Mit der zweiten Frage: Wie geht es Dir? – blicken wir auf die Welt des Lebens, des Aufbaus, der Gestaltbildung und – Gestaltveränderung im Wachstum, der Regeneration, der Erhaltung, der Zusammenklang aller rhythmischen Vorgänge
Begegnen wir einem Menschen, so fragen wir meist: Wie geht’s und meinen damit wie er sich befindet. Wir selbst haben ein sicheres Gefühl für unser Befindlichkeit. Und diese spiegelt meinen Vitalitätszustand. Bin ich gut ausgeschlafen, so fühle ich mich erfrischt. Fühle ich mich grippig, so fühle ich mich matt. Das sind alles Wahrnehmungen meines Lebenszustandes, das ist mehr als das Funktionieren der Stoffe. Das ist die Welt der Gestaltbildung, des Wachstums mit den Gestaltmetamorphosen, die Regeneration und Wiederherstellung nach einem Trauma zB. Die Wunde schließt sich wieder. Es ist die Welt der Selbstheilungskräfte. Eine Welt die viel mit Qualität zu tun hat, mehr als mit Quantität. Deshalb ist sie verborgen und kaum zähl und messbar.
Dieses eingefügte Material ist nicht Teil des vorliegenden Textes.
use std::time::Duration;

use serde::Deserialize;

use crate::collector::PollTarget;

#[derive(Debug, Clone, Deserialize)]
pub struct AppConfig {
    pub server: ServerConfig,
    pub database: DatabaseConfig,
    pub upstream: UpstreamConfig,
    #[serde(default)]
    pub polling: PollingConfig,
    #[serde(default)]
    pub series: SeriesConfig,
}

#[derive(Debug, Clone, Deserialize)]
pub struct ServerConfig {
    pub port: u16,
    pub host: String,
}

#[derive(Debug, Clone, Deserialize)]
pub struct DatabaseConfig {
    pub path: String,
    pub max_pool_size: u32,
}

/// Hypervisor API access. Empty URL/token are accepted here and reported when a call is made.
#[derive(Debug, Clone, Deserialize)]
pub struct UpstreamConfig {
    #[serde(default)]
    pub base_url: String,
    #[serde(default)]
    pub token_id: String,
    #[serde(default)]
    pub token_secret: String,
    #[serde(default)]
    pub accept_invalid_certs: bool,
    #[serde(default = "default_timeout_secs")]
    pub timeout_secs: u64,
    /// Node used when a query or poll target names none.
    #[serde(default)]
    pub default_node: Option<String>,
    /// Guest id used when a query or poll target names none.
    #[serde(default)]
    pub default_guest_id: Option<String>,
}

impl UpstreamConfig {
    /// Trimmed `default_node`, if set and non-blank.
    pub fn default_node(&self) -> Option<&str> {
        non_blank(self.default_node.as_deref())
    }

    /// Trimmed `default_guest_id`, if set and non-blank.
    pub fn default_guest_id(&self) -> Option<&str> {
        non_blank(self.default_guest_id.as_deref())
    }
}

fn non_blank(v: Option<&str>) -> Option<&str> {
    v.map(str::trim).filter(|s| !s.is_empty())
}

fn default_timeout_secs() -> u64 {
    10
}

#[derive(Debug, Clone, Deserialize)]
pub struct PollingConfig {
    /// Default interval for targets that do not set their own.
    #[serde(default = "default_interval_ms")]
    pub interval_ms: u64,
    #[serde(default)]
    pub targets: Vec<TargetConfig>,
}

impl Default for PollingConfig {
    fn default() -> Self {
        Self {
            interval_ms: default_interval_ms(),
            targets: Vec::new(),
        }
    }
}

fn default_interval_ms() -> u64 {
    15_000
}

/// One guest to poll. Blank node or guest id is allowed and makes the collector skip the target.
#[derive(Debug, Clone, Deserialize)]
pub struct TargetConfig {
    #[serde(default)]
    pub node: String,
    #[serde(default)]
    pub guest_id: String,
    pub interval_ms: Option<u64>,
}

#[derive(Debug, Clone, Deserialize)]
pub struct SeriesConfig {
    /// Points per chart series.
    #[serde(default = "default_window_size")]
    pub window_size: usize,
}

impl Default for SeriesConfig {
    fn default() -> Self {
        Self {
            window_size: default_window_size(),
        }
    }
}

fn default_window_size() -> usize {
    20
}

impl AppConfig {
    pub fn load() -> anyhow::Result<Self> {
        let path = std::env::var("CONFIG_FILE").unwrap_or_else(|_| "config.toml".into());
        let s = std::fs::read_to_string(&path)?;
        Self::load_from_str(&s)
    }

    /// Parse and validate config from a string (e.g. for tests).
    pub fn load_from_str(s: &str) -> anyhow::Result<Self> {
        let config: AppConfig = toml::from_str(s)?;
        config.validate()?;
        Ok(config)
    }

    /// Poll targets with the default interval applied. A blank node or guest id falls back to
    /// `upstream.default_node` / `upstream.default_guest_id`. With no `[[polling.targets]]` at all,
    /// those two defaults form the single target (which stays incomplete if either is unset).
    pub fn poll_targets(&self) -> Vec<PollTarget> {
        let default_interval = Duration::from_millis(self.polling.interval_ms);
        if self.polling.targets.is_empty() {
            let node = self.upstream.default_node();
            let guest_id = self.upstream.default_guest_id();
            if node.is_none() && guest_id.is_none() {
                return Vec::new();
            }
            return vec![PollTarget::new(
                node.unwrap_or_default(),
                guest_id.unwrap_or_default(),
                default_interval,
            )];
        }
        self.polling
            .targets
            .iter()
            .map(|t| PollTarget {
                node: non_blank(Some(t.node.as_str()))
                    .or(self.upstream.default_node())
                    .unwrap_or_default()
                    .to_string(),
                guest_id: non_blank(Some(t.guest_id.as_str()))
                    .or(self.upstream.default_guest_id())
                    .unwrap_or_default()
                    .to_string(),
                interval: t
                    .interval_ms
                    .map(Duration::from_millis)
                    .unwrap_or(default_interval),
            })
            .collect()
    }

    fn validate(&self) -> anyhow::Result<()> {
        anyhow::ensure!(
            self.server.port > 0,
            "server.port must be between 1 and 65535, got {}",
            self.server.port
        );
        anyhow::ensure!(
            !self.database.path.is_empty(),
            "database.path must be non-empty"
        );
        anyhow::ensure!(
            self.database.max_pool_size > 0,
            "database.max_pool_size must be > 0, got {}",
            self.database.max_pool_size
        );
        anyhow::ensure!(
            self.upstream.timeout_secs > 0,
            "upstream.timeout_secs must be > 0, got {}",
            self.upstream.timeout_secs
        );
        anyhow::ensure!(
            self.polling.interval_ms > 0,
            "polling.interval_ms must be > 0, got {}",
            self.polling.interval_ms
        );
        for (i, target) in self.polling.targets.iter().enumerate() {
            anyhow::ensure!(
                target.interval_ms != Some(0),
                "polling.targets[{}].interval_ms must be > 0",
                i
            );
        }
        anyhow::ensure!(
            self.series.window_size > 0,
            "series.window_size must be > 0, got {}",
            self.series.window_size
        );
        Ok(())
    }
}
Aber sie ist real erlebbar und wesentlich für unsere Befindlichkeit. Der krebserkrankte Mensch leidet oft sehr unter dem krebsbedingten Müdigkeitssyndrom, eine grundlegende Schwächung der Lebenssphäre des Organismus. Bedingt durch die Therapien oder den Tumor selbst. Der Arzt hat ein sicheres Empfinden für diese Ebene des menschlichen Leibes. Er sieht sofort ob es einem Patienten gut oder schlecht geht. Es ist wichtig, dass wir uns dieser Lebensebene bewusst sind. Sie ist aber bereits “hinter dem Körper“. Nicht sichtbar aber erlebbar und an den Wirkungen erkennbar.
Mit der dritten Frage: Wie fühlst du Dich? – blicken wir auf der Welt der Stimmungen und Emotionen, der Gefühle und ihr Ausdruck im Leib+
Wenn jemand traurig ist erkennt man das sofort an der Körperhaltung und Körperspannung. Trauer macht schlaff, schwer, in sich zusammengesunken und nach Innen gewendet. Freude macht eine aufrechte, leichte und strahlende Haltung. Das seelische Innenleben wirkt offen, weltzugewandt und mitteilsam. Besonders die Spannung der glatten Muskulatur und er willkürlichen Muskulatur reagieren stark auf Emotionen. Die Ver-Spannungen am Nacken oder an der Lendenwirbelsäule sind oft ein Spiegel für Stress und Überforderung. Auch die Spannung am Blutgefäßsystem gibt mir Auskunft über den Seelischen Zustand: Anspannung und chronischer Stress macht eine Blutdruckerhöhung. Eine innere Entspannung, das Loslassen bewirkt eine Blutdrucksenkung. Das sind nur wenige Beispiele, wie der Arzt am Körper der seelischen Stimmung nachlauschen kann und aufmerksam wird wie die Seele des Menschen mit dem Körper interagiert. Wie sie ihre Melodie ausdrücken kann. Stresshormone, Hormone der Körperdrüsen (Schilddrüse, Geschlechtsdrüsen,..) haben da ihre Rolle zu spielen und sind körperliche Instrumente der seelischen Wirksamkeit. Mit den Hormonen und dem Zustand des Nervensystems hängt das Immunsystem zusammen. Jeder hat schon erfahren, wie Stress, Ängste oder Schock die Immunität lähmt. Wieder beeinflussen die „Grundstimmungen des Seelischen“ die Körperfunktionen. Für die diese Interaktionen bildet der Arzt ein feines Wahrnehmungsorgan aus. Auch diese Wahrnehmungsebene bestimmt den Diagnoseprozess mit.